A agência reguladora considerou que o relógio, por ter essa função, era um aparelho de saúde, e que, consequentemente, teria de ser regulado por ela. Logo, a Apple não pode vender Apple Watch no Brasil com essa função habilitada. No entanto, a Anvisa se deu conta de que o "safado do brasileiro" poderia comprar o relógio lá fora e trazê-lo para cá. Ato contínuo, ela pediu para a Apple instalar uma função de geolocalização para impedir que essa função estivesse disponível.
Ou seja, esta função está bloqueada em todo o território nacional por determinação da Anvisa, que a considera um "equipamento médico" sob sua jurisdição.
Não tem nada na lei brasileira que autorize isso. Foi uma regulamentação da Anvisa, que um burocrata de lá criou e implantou.
3) Pesagens de rotina em estradas ainda exigem que caminhoneiros realizem paradas longas, com riscos de roubo e oportunidades de corrupção, tudo por causa da proibição, pelo Contran, da balança dinâmica em movimento para caminhões com cargas líquidas, gasosas e sólidas a granel. Mas este procedimento é comum no exterior.
Só nos resta torcer, e muito, para que o decreto 10.229 realmente revogue essas, e mais várias outras bizarrices.
Guerra à máquina
No fim, somos todos reféns da regulação arbitrária e desatualizada, ao passo que o resto do mundo desfruta de melhoria de padrão de vida propiciada por novos produtos e serviços.
Ruim para o consumidor, pior ainda para a indústria. Maquinários novos são proibidos, normas técnicas estão estagnadas no século passado, e o custo Brasil se perpetua.
Desburocratizar não é racionalizar, reorganizar administrativamente ou tornar mais eficiente o serviço público, e sim remover o excessivo centralismo burocrático que obstaculiza nossas aspirações de desenvolvimento individual e econômico.
A máquina, comandada por pessoas que estão encasteladas lá dentro, concursadas ou comissionadas, sabota o progresso. Em tese, tais pessoas estão defendendo o interesse do Brasil, mas têm uma obsessão pelo controle, um apego a procedimentos e defendem perigos que só existem na cabeça deles.
Thatcher, que se inspirou nas ideias F. A. Hayek, virou referência no mundo não por sedução teórica, mas por seus resultados práticos.
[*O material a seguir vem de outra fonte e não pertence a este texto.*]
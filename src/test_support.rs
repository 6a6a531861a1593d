// crates.io
use jsonwebtoken::{Algorithm, EncodingKey, Header};
use serde_json::{Map, Value, json};
// self
use crate::{
	_prelude::*,
	cache::{JwkEntry, JwksDocument},
	config::VerifierConfig,
};

pub const PRIMARY_PRIVATE_PEM: &str = include_str!("../tests/fixtures/primary.pem");
pub const PRIMARY_PUBLIC_PEM: &str = include_str!("../tests/fixtures/primary.pub.pem");
pub const ROTATED_PRIVATE_PEM: &str = include_str!("../tests/fixtures/rotated.pem");

pub const PRIMARY_MODULUS: &str = "km6bPEmlSuOsfjxcabpBd5-oj66ALkKOrlyeHs6R7VKXoTcyIv7-aHWxQ0wKPqjLgrbibHM3JNGCCRkHyVfJUCYdJsr84HPSslLlKLvUZNA212o9a5qpeodsYZQ314WssP9Zkbp-RftZSSck_mEBfPqjN8k-fjiNHfTrpSfMnMAEqqiBNDdFTo16jLqmoLxY2eme0ovn0eFCWbaKC30A1ZD8D07J7IfVP1lnAgemaXqW5KMI9etRn6kIulJC6dH0TYlQpkNvJff28j-0RxZRJOV7MwudtJkGoXowxitqbsEnBAeORcbo49t3LgBBHeiXFLbk3YA0j0GHt-UwSA6InQ";
pub const ROTATED_MODULUS: &str = "wEdYuYEE0wif0G3pVfLN6hgHZRXx0E7m5UUxodYHxaBH9f5EIqoPr_GcFgDyI_W71RDxZ0S7pYT31vvBK6bA4KlA-4rAwU12el5TSN-TJpPnRuqBJfD9oi8UxruWIS9glgsj9KeUeqf9hEafE-hBXnGryAaN9fmqoUJWE165Q7v0vCRYfp94e72dPX12WFRalSgOJJGDaid_S_T1GKwWQJWIFjfZvwKoivIQFd6dYywihw6Zrfb_XbBSv-s1H41Obao0bO3nivH4iAbw66uRe2jiYHKH01sLR5NGm9N0x0ruRL_BMOFChJXuEtiNzMRLbqFBItN7p3O5PvQ4C7g6Rw";

pub const ISSUER: &str = "https://id.example.com";
pub const AUDIENCE: &str = "reviews.example.com";

pub fn rsa_entry(kid: &str, modulus: &str) -> JwkEntry {
	let Value::Object(raw) =
		json!({ "kty": "RSA", "alg": "RS256", "use": "sig", "kid": kid, "n": modulus, "e": "AQAB" })
	else {
		unreachable!("object literal");
	};

	JwkEntry::from(raw)
}

/// `[k1 → primary, k2 → rotated]`.
pub fn two_key_document() -> Arc<JwksDocument> {
	Arc::new(JwksDocument {
		keys: vec![rsa_entry("k1", PRIMARY_MODULUS), rsa_entry("k2", ROTATED_MODULUS)],
	})
}

/// JWKS-backed configuration whose endpoint is never reachable; tests seed the cache instead.
pub fn jwks_config() -> VerifierConfig {
	VerifierConfig::new(ISSUER)
		.expect("config")
		.with_jwks_url("http://127.0.0.1:9/.well-known/jwks.json")
		.expect("url")
		.with_audience(AUDIENCE)
}

pub fn unix_now() -> i64 {
	Utc::now().timestamp()
}

pub fn claims(exp_offset: i64) -> Map<String, Value> {
	let now = unix_now();
	let Value::Object(claims) = json!({
		"sub": "user-42",
		"email": "reviewer@example.com",
		"role": "editor",
		"iat": now,
		"exp": now + exp_offset,
		"iss": ISSUER,
		"aud": AUDIENCE,
		"org": { "id": 7, "tags": ["a", "b"] },
	}) else {
		unreachable!("object literal");
	};

	claims
}

pub fn sign(kid: Option<&str>, private_pem: &str, claims: &Map<String, Value>) -> String {
	let mut header = Header::new(Algorithm::RS256);

	header.kid = kid.map(str::to_owned);

	let key = EncodingKey::from_rsa_pem(private_pem.as_bytes()).expect("private key");

	jsonwebtoken::encode(&header, claims, &key).expect("signed token")
}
O ritmo dos resultados do Ministério da Economia deve ser ditado pelos liberais, e não pelos sabotadores do avanço, veteranos da máquina pública.
Creio que Paulo Guedes sabe que o compromisso do Brasil deve ser com a urgência, e não com o formalismo, impecável no papel, mas inibidor e asfixiante do desenvolvimento.
O brasileiro clama por um abre-alas para sua liberdade, mas o corporativismo teima em atravessar o samba.